Problem statement >> In the records that follow, the lines from the one containing "impl fmt::Display for Signal" to the one containing "and settings loading", inclusive, are to be given again exactly.

Data records

# # # # #

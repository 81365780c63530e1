//! Minute candle representation.

use chrono::{Days, NaiveDate, NaiveDateTime};
use std::fmt;
use std::str::FromStr;

#[derive(Debug, Clone, PartialEq)]
pub struct Candle {
    pub timestamp: NaiveDateTime,
    pub open: f64,
    pub high: f64,
    pub low: f64,
    pub close: f64,
    pub volume: i64,
}

impl Candle {
    /// (open + close) / 2, the simulated fill price of a candle.
    pub fn midpoint(&self) -> f64 {
        (self.open + self.close) / 2.0
    }

    /// (high + low + close) / 3
    pub fn typical_price(&self) -> f64 {
        (self.high + self.low + self.close) / 3.0
    }

    /// (high + low) / 2
    pub fn median_price(&self) -> f64 {
        (self.high + self.low) / 2.0
    }

    /// max(high - low, |high - prev_close|, |low - prev_close|)
    pub fn true_range(&self, prev_close: f64) -> f64 {
        let hl = self.high - self.low;
        let hc = (self.high - prev_close).abs();
        let lc = (self.low - prev_close).abs();
        hl.max(hc).max(lc)
    }

    pub fn is_bullish(&self) -> bool {
        self.close > self.open
    }

    pub fn is_bearish(&self) -> bool {
        self.close < self.open
    }
}

/// Sort candles by timestamp and collapse rows sharing a timestamp, keeping
/// the last one received.
pub fn coalesce(candles: Vec<Candle>) -> Vec<Candle> {
    let mut indexed: Vec<(usize, Candle)> = candles.into_iter().enumerate().collect();
    indexed.sort_by(|a, b| a.1.timestamp.cmp(&b.1.timestamp).then(a.0.cmp(&b.0)));

    let mut result: Vec<Candle> = Vec::with_capacity(indexed.len());
    for (_, candle) in indexed {
        match result.last_mut() {
            Some(last) if last.timestamp == candle.timestamp => *last = candle,
            _ => result.push(candle),
        }
    }
    result
}

/// A history window in calendar days, written `"30d"`. Also the label a
/// calibration result is stored under.
#[derive(Debug, Clone, Copy, PartialEq, Eq, Hash)]
pub struct Lookback {
    days: u32,
}

impl Lookback {
    pub fn days(days: u32) -> Self {
        Self { days }
    }

    /// First calendar day inside the window ending on `last`.
    pub fn first_day(&self, last: NaiveDate) -> NaiveDate {
        last.checked_sub_days(Days::new(u64::from(self.days.saturating_sub(1))))
            .unwrap_or(NaiveDate::MIN)
    }

    /// Keep the candles of the last `days` calendar days of `candles`.
    pub fn trim(&self, candles: Vec<Candle>) -> Vec<Candle> {
        let Some(last) = candles.last().map(|c| c.timestamp.date()) else {
            return candles;
        };
        let first = self.first_day(last);
        candles
            .into_iter()
            .filter(|c| c.timestamp.date() >= first)
            .collect()
    }
}

impl fmt::Display for Lookback {
    fn fmt(&self, f: &mut fmt::Formatter<'_>) -> fmt::Result {
        write!(f, "{}d", self.days)
    }
}

impl FromStr for Lookback {
    type Err = String;

    fn from_str(s: &str) -> Result<Self, Self::Err> {
        let days = s
            .trim()
            .strip_suffix('d')
            .and_then(|n| n.parse::<u32>().ok())
            .filter(|&n| n > 0)
            .ok_or_else(|| format!("invalid lookback '{s}', expected e.g. '30d'"))?;
        Ok(Self { days })
    }
}
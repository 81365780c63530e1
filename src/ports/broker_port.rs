//! Brokerage port.

use crate::domain::error::BrokerError;
use crate::domain::order::{AccountOverview, ActiveOrder, OrderRequest, Position, Quote};

/// Every call may fail with [`BrokerError::Transient`] on timeouts; callers
/// retry those through a [`crate::domain::retry::RetryPolicy`].
pub trait BrokerPort {
    fn get_position(&self, instrument_id: &str) -> Result<Option<Position>, BrokerError>;
    fn get_active_order(&self, instrument_id: &str) -> Result<Option<ActiveOrder>, BrokerError>;
    fn get_quote(&self, instrument_id: &str) -> Result<Quote, BrokerError>;
    /// Returns the broker's order id.
    fn place_order(&self, request: &OrderRequest) -> Result<String, BrokerError>;
    fn update_order(&self, order: &ActiveOrder, price: f64) -> Result<(), BrokerError>;
    fn cancel_order(&self, order_id: &str) -> Result<(), BrokerError>;
    fn get_account_overview(&self, account: &str) -> Result<AccountOverview, BrokerError>;
    /// Re-establish the session after a transient failure.
    fn reconnect(&self) -> Result<(), BrokerError>;
}
//! The two traded certificates and the signals that move between them.

use serde::{Deserialize, Serialize};
use std::fmt;

/// Leveraged certificate on the monitored index.
#[derive(Debug, Clone, Copy, PartialEq, Eq, Hash, PartialOrd, Ord, Serialize, Deserialize)]
#[serde(rename_all = "UPPERCASE")]
pub enum Instrument {
    Bull,
    Bear,
}

impl Instrument {
    /// Fixed processing order.
    pub const ALL: [Instrument; 2] = [Instrument::Bull, Instrument::Bear];

    /// Position in [`Instrument::ALL`], for per-instrument arrays.
    pub fn index(self) -> usize {
        match self {
            Instrument::Bull => 0,
            Instrument::Bear => 1,
        }
    }

    pub fn other(self) -> Instrument {
        match self {
            Instrument::Bull => Instrument::Bear,
            Instrument::Bear => Instrument::Bull,
        }
    }

    /// +1 for BULL, -1 for BEAR.
    pub fn direction(self) -> f64 {
        match self {
            Instrument::Bull => 1.0,
            Instrument::Bear => -1.0,
        }
    }

    /// Simulated entry fill: the midpoint moved against the trade by 0.015%.
    pub fn entry_price(self, midpoint: f64) -> f64 {
        match self {
            Instrument::Bull => midpoint * 1.00015,
            Instrument::Bear => midpoint * 0.99985,
        }
    }
}

impl fmt::Display for Instrument {
    fn fmt(&self, f: &mut fmt::Formatter<'_>) -> fmt::Result {
        f.write_str(match self {
            Instrument::Bull => "BULL",
            Instrument::Bear => "BEAR",
        })
    }
}

/// Composite strategy signal on the underlying index.
#[derive(Debug, Clone, Copy, PartialEq, Eq, Hash, Serialize, Deserialize)]
#[serde(rename_all = "UPPERCASE")]
pub enum Signal {
    Buy,
    Sell,
}

impl Signal {
    /// The instrument a signal opens. The other one is closed first.
    pub fn instrument(self) -> Instrument {
        match self {
            Signal::Buy => Instrument::Bull,
            Signal::Sell => Instrument::Bear,
        }
    }

    pub fn opposite(self) -> Signal {
        match self {
            Signal::Buy => Signal::Sell,
            Signal::Sell => Signal::Buy,
        }
    }
}

impl fmt::Display for Signal {
    fn fmt(&self, f: &mut fmt::Formatter<'_>) -> fmt::Result {
        f.write_str(match self {
            Signal::Buy => "BUY",
            Signal::Sell => "SELL",
        })
    }
}
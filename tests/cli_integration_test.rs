//! CLI integration tests against settings, CSV candles and a store on disk.
//!
//! Tests cover:
//! - Argument parsing and settings loading
//! - `validate`, including stored strategy identifiers
//! - `calibrate update` writing the JSON store, then `strategies`
//! - `conditions` over CSV history
//! - Exit codes of the error classes

mod common;

use common::*;
use daytrader::cli::{self, Cli};
use clap::Parser;
use std::fmt::Write as _;
use std::fs;
use std::path::{Path, PathBuf};
use std::process::ExitCode;
use tempfile::TempDir;

fn exit_report(code: ExitCode) -> String {
    format!("{code:?}")
}

fn assert_exit(code: ExitCode, expected: u8) {
    assert_eq!(exit_report(code), exit_report(ExitCode::from(expected)));
}

fn write_settings(dir: &Path, extra: &str) -> PathBuf {
    let content = format!(
        "{SETTINGS_INI}\n[calibration]\ndata_dir = {}\nstore_path = {}\n{extra}",
        dir.join("data").display(),
        dir.join("store/strategies.json").display(),
    );
    let path = dir.join("daytrader.ini");
    fs::write(&path, content).unwrap();
    path
}

fn write_candles(dir: &Path) {
    let data = dir.join("data");
    fs::create_dir_all(&data).unwrap();
    let mut csv = String::from("timestamp,open,high,low,close,volume\n");
    for c in wavy_sessions(&[2, 3, 6]) {
        writeln!(
            csv,
            "{},{},{},{},{},{}",
            c.timestamp.format("%Y-%m-%d %H:%M:%S"),
            c.open,
            c.high,
            c.low,
            c.close,
            c.volume
        )
        .unwrap();
    }
    fs::write(data.join("OMXS30_1m.csv"), csv).unwrap();
}

fn run(args: &[&str]) -> ExitCode {
    let mut argv = vec!["daytrader"];
    argv.extend_from_slice(args);
    cli::run(Cli::try_parse_from(argv).unwrap())
}

mod settings_loading {
    use super::*;

    #[test]
    fn load_settings_reads_file() {
        let dir = TempDir::new().unwrap();
        let path = write_settings(dir.path(), "");
        let settings = cli::load_settings(&path).unwrap();
        assert_eq!(settings.instruments.bull, BULL);
        assert_eq!(settings.calibration.data_dir, dir.path().join("data"));
    }

    #[test]
    fn missing_file_is_a_config_error() {
        let code = run(&["validate", "--config", "/nonexistent/daytrader.ini"]);
        assert_exit(code, 2);
    }

    #[test]
    fn invalid_value_is_a_config_error() {
        let dir = TempDir::new().unwrap();
        let path = write_settings(dir.path(), "adjust_limit_hours = 0\n");
        assert_exit(run(&["validate", "-c", path.to_str().unwrap()]), 2);
    }
}

mod validate {
    use super::*;

    #[test]
    fn valid_settings_pass() {
        let dir = TempDir::new().unwrap();
        let path = write_settings(dir.path(), "");
        assert_exit(run(&["validate", "-c", path.to_str().unwrap()]), 0);
    }

    #[test]
    fn broken_stored_identifier_fails() {
        let dir = TempDir::new().unwrap();
        let path = write_settings(dir.path(), "");
        fs::create_dir_all(dir.path().join("store")).unwrap();
        fs::write(
            dir.path().join("store/strategies.json"),
            r#"{"version": 1, "lists": {"use": [{"strategy": "(Trend PSAR", "points": 1, "profit": 101, "efficiency": 50}]}}"#,
        )
        .unwrap();
        assert_exit(run(&["validate", "-c", path.to_str().unwrap()]), 4);
    }

    #[test]
    fn unreadable_store_fails() {
        let dir = TempDir::new().unwrap();
        let path = write_settings(dir.path(), "");
        fs::create_dir_all(dir.path().join("store")).unwrap();
        fs::write(dir.path().join("store/strategies.json"), "not json").unwrap();
        assert_exit(run(&["validate", "-c", path.to_str().unwrap()]), 6);
    }
}

mod calibrate {
    use super::*;

    #[test]
    fn update_writes_the_store() {
        let dir = TempDir::new().unwrap();
        let path = write_settings(dir.path(), "");
        write_candles(dir.path());

        assert_exit(run(&["calibrate", "-c", path.to_str().unwrap(), "update"]), 0);

        let raw: serde_json::Value = serde_json::from_str(
            &fs::read_to_string(dir.path().join("store/strategies.json")).unwrap(),
        )
        .unwrap();
        assert_eq!(raw["version"], 1);
        assert!(raw["lists"]["30d"].is_array());

        assert_exit(run(&["strategies", "-c", path.to_str().unwrap()]), 0);
        assert_exit(
            run(&["strategies", "-c", path.to_str().unwrap(), "--label", "30d"]),
            0,
        );
    }

    #[test]
    fn missing_candles_are_a_market_data_error() {
        let dir = TempDir::new().unwrap();
        let path = write_settings(dir.path(), "");
        assert_exit(run(&["calibrate", "-c", path.to_str().unwrap(), "test"]), 3);
    }
}

mod conditions {
    use super::*;

    #[test]
    fn lists_conditions_for_the_window() {
        let dir = TempDir::new().unwrap();
        let path = write_settings(dir.path(), "");
        write_candles(dir.path());
        assert_exit(
            run(&["conditions", "-c", path.to_str().unwrap(), "--lookback", "3d"]),
            0,
        );
    }
}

# # # # #

Answer to this problem >>
impl fmt::Display for Signal {
    fn fmt(&self, f: &mut fmt::Formatter<'_>) -> fmt::Result {
        f.write_str(match self {
            Signal::Buy => "BUY",
            Signal::Sell => "SELL",
        })
    }
}
filename tests/cli_integration_test.rs
//! CLI integration tests against settings, CSV candles and a store on disk.
//!
//! Tests cover:
//! - Argument parsing and settings loading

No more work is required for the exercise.